The Tree in a Test Tube is Laurel and Hardy's only known surviving film professionally photographed in color. This 16mm Kodachrome subject was never intended to be shown in theaters; the 16mm format restricted it to nontheatrical screenings at libraries, schools, town meetings, and civic organizations.

The Laurel and Hardy scene was shot on the backlot of Twentieth Century-Fox on Saturday, November 29, 1941, which was between their films Great Guns and A-Haunting We Will Go. The Tree in a Test Tube went into nontheatrical release in the spring of 1942.

There are two versions of The Tree in a Test Tube in circulation. The lesser-known version is the complete 10-minute subject, with Laurel & Hardy in the first half, and the documentary footage in the second half. Far more common is the shorter home-movie version, which runs only five minutes and consists mostly of the Laurel and Hardy segment, as well as a brief clip of the documentary. The rest of the film is omitted, but the original end title is intact.
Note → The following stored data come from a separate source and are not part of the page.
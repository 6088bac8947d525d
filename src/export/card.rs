use std::path::{Path, PathBuf};

use anyhow::Context as _;
use rayon::prelude::*;

use crate::config::ExportConfig;
use crate::encode::formats::{OutputFormat, encode_image};
use crate::foundation::error::CardResult;
use crate::render::raster::{RasterImage, rasterize_svg};
use crate::scene::model::Scene;

/// Outcome of writing one file.
#[derive(Clone, Debug, PartialEq, Eq)]
pub struct CardArtifact {
    /// Encoding of this file.
    pub format: OutputFormat,
    /// Target path.
    pub path: PathBuf,
    /// Bytes written, or the error message if encoding or writing failed.
    pub outcome: Result<usize, String>,
}

impl CardArtifact {
    /// `true` when the file reached disk.
    pub fn is_written(&self) -> bool {
        self.outcome.is_ok()
    }
}

/// Per-format outcomes for one exported card, in [`OutputFormat::ALL`] order.
#[derive(Clone, Debug, PartialEq, Eq)]
pub struct ExportReport {
    /// Logical card name (file stem).
    pub name: String,
    /// One entry per format.
    pub artifacts: Vec<CardArtifact>,
}

impl ExportReport {
    /// Files that were written.
    pub fn written(&self) -> impl Iterator<Item = &CardArtifact> {
        self.artifacts.iter().filter(|a| a.is_written())
    }

    /// Files that failed to encode or write.
    pub fn failures(&self) -> impl Iterator<Item = &CardArtifact> {
        self.artifacts.iter().filter(|a| !a.is_written())
    }

    /// `true` when every format was written.
    pub fn is_complete(&self) -> bool {
        self.artifacts.iter().all(CardArtifact::is_written)
    }
}

/// `<out_dir>/<name>.<ext>`
pub fn artifact_path(out_dir: &Path, name: &str, format: OutputFormat) -> PathBuf {
    out_dir.join(format!("{name}.{}", format.extension()))
}

/// Rasterize `scene` once and write it in every [`OutputFormat`].
///
/// The five encodes run in parallel on the current rayon pool and are all joined before this
/// returns. A failing format does not stop the others; it is recorded in the report and left to the
/// caller to log. Only a scene that cannot be rendered at all is returned as an error.
#[tracing::instrument(skip(scene, cfg))]
pub fn export_card(
    name: &str,
    scene: &Scene,
    out_dir: &Path,
    cfg: &ExportConfig,
) -> CardResult<ExportReport> {
    let svg = scene.to_svg_bytes();
    let raster = rasterize_svg(&svg, cfg.canvas)?;

    let artifacts: Vec<CardArtifact> = OutputFormat::ALL
        .par_iter()
        .map(|&format| write_artifact(&raster, format, out_dir, name, cfg))
        .collect();

    for a in &artifacts {
        if let Ok(len) = &a.outcome {
            tracing::debug!(path = %a.path.display(), bytes = len, "wrote card file");
        }
    }

    Ok(ExportReport {
        name: name.to_owned(),
        artifacts,
    })
}

fn write_artifact(
    raster: &RasterImage,
    format: OutputFormat,
    out_dir: &Path,
    name: &str,
    cfg: &ExportConfig,
) -> CardArtifact {
    let path = artifact_path(out_dir, name, format);
    let outcome = encode_and_write(raster, format, &path, cfg).map_err(|e| format!("{e:#}"));
    CardArtifact {
        format,
        path,
        outcome,
    }
}

fn encode_and_write(
    raster: &RasterImage,
    format: OutputFormat,
    path: &Path,
    cfg: &ExportConfig,
) -> CardResult<usize> {
    let bytes = encode_image(raster, format, &cfg.encode)?;
    std::fs::write(path, &bytes).with_context(|| format!("write '{}'", path.display()))?;
    Ok(bytes.len())
}

#[cfg(test)]
#[path = "../../tests/unit/export/card.rs"]
mod tests;
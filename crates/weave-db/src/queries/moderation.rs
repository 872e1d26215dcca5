//! Report and admin query functions.

use rusqlite::{Connection, OptionalExtension};

use weave_types::UserId;

use crate::Result;

/// Insert a report.
pub fn insert_report(
    conn: &Connection,
    reporter_id: UserId,
    target_id: i64,
    target_type: &str,
    reason: &str,
    now: i64,
) -> Result<i64> {
    conn.execute(
        "INSERT INTO reports (reporter_id, target_id, target_type, reason, report_date)
         VALUES (?1, ?2, ?3, ?4, ?5)",
        rusqlite::params![reporter_id, target_id, target_type, reason, now],
    )?;
    Ok(conn.last_insert_rowid())
}

/// Number of reports filed against a target.
pub fn report_count(conn: &Connection, target_id: i64, target_type: &str) -> Result<i64> {
    let count: i64 = conn.query_row(
        "SELECT COUNT(*) FROM reports WHERE target_id = ?1 AND target_type = ?2",
        rusqlite::params![target_id, target_type],
        |row| row.get(0),
    )?;
    Ok(count)
}

/// Appoint an admin.
pub fn insert_admin(conn: &Connection, user_id: UserId, role: &str, now: i64) -> Result<()> {
    conn.execute(
        "INSERT INTO admins (user_id, role, appointed_at) VALUES (?1, ?2, ?3)",
        rusqlite::params![user_id, role, now],
    )?;
    Ok(())
}

/// Remove an admin. Returns `false` if they were not one.
pub fn delete_admin(conn: &Connection, user_id: UserId) -> Result<bool> {
    let deleted = conn.execute("DELETE FROM admins WHERE user_id = ?1", [user_id])?;
    Ok(deleted > 0)
}

/// The user's admin role, if any.
pub fn admin_role(conn: &Connection, user_id: UserId) -> Result<Option<String>> {
    let role = conn
        .query_row(
            "SELECT role FROM admins WHERE user_id = ?1",
            [user_id],
            |row| row.get(0),
        )
        .optional()?;
    Ok(role)
}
==Laurel and Hardy in color==
Only original Kodak prints of The Tree in a Test Tube preserve the color values with true fidelity. Later reprints were made on less stable film stocks, subject to the colors fading, and what often survives today are copies of copies, resulting in images and colors that are less distinct. Some recent DVD releases offer The Tree in a Test Tube from older original prints, giving the viewer a more accurate impression of the vivid, vintage-1942 color.

Apart from The Tree in a Test Tube, very little film exists of Laurel and Hardy in color. The Rogue Song (1930), a feature-length musical made in Technicolor, is now considered a lost film, although several fragments have survived. Some home movies also exist in color: a Hollywood Victory Caravan performance of May 2, 1942, with Laurel and Hardy in costume; and casual footage of the team filmed in the mid-1950s.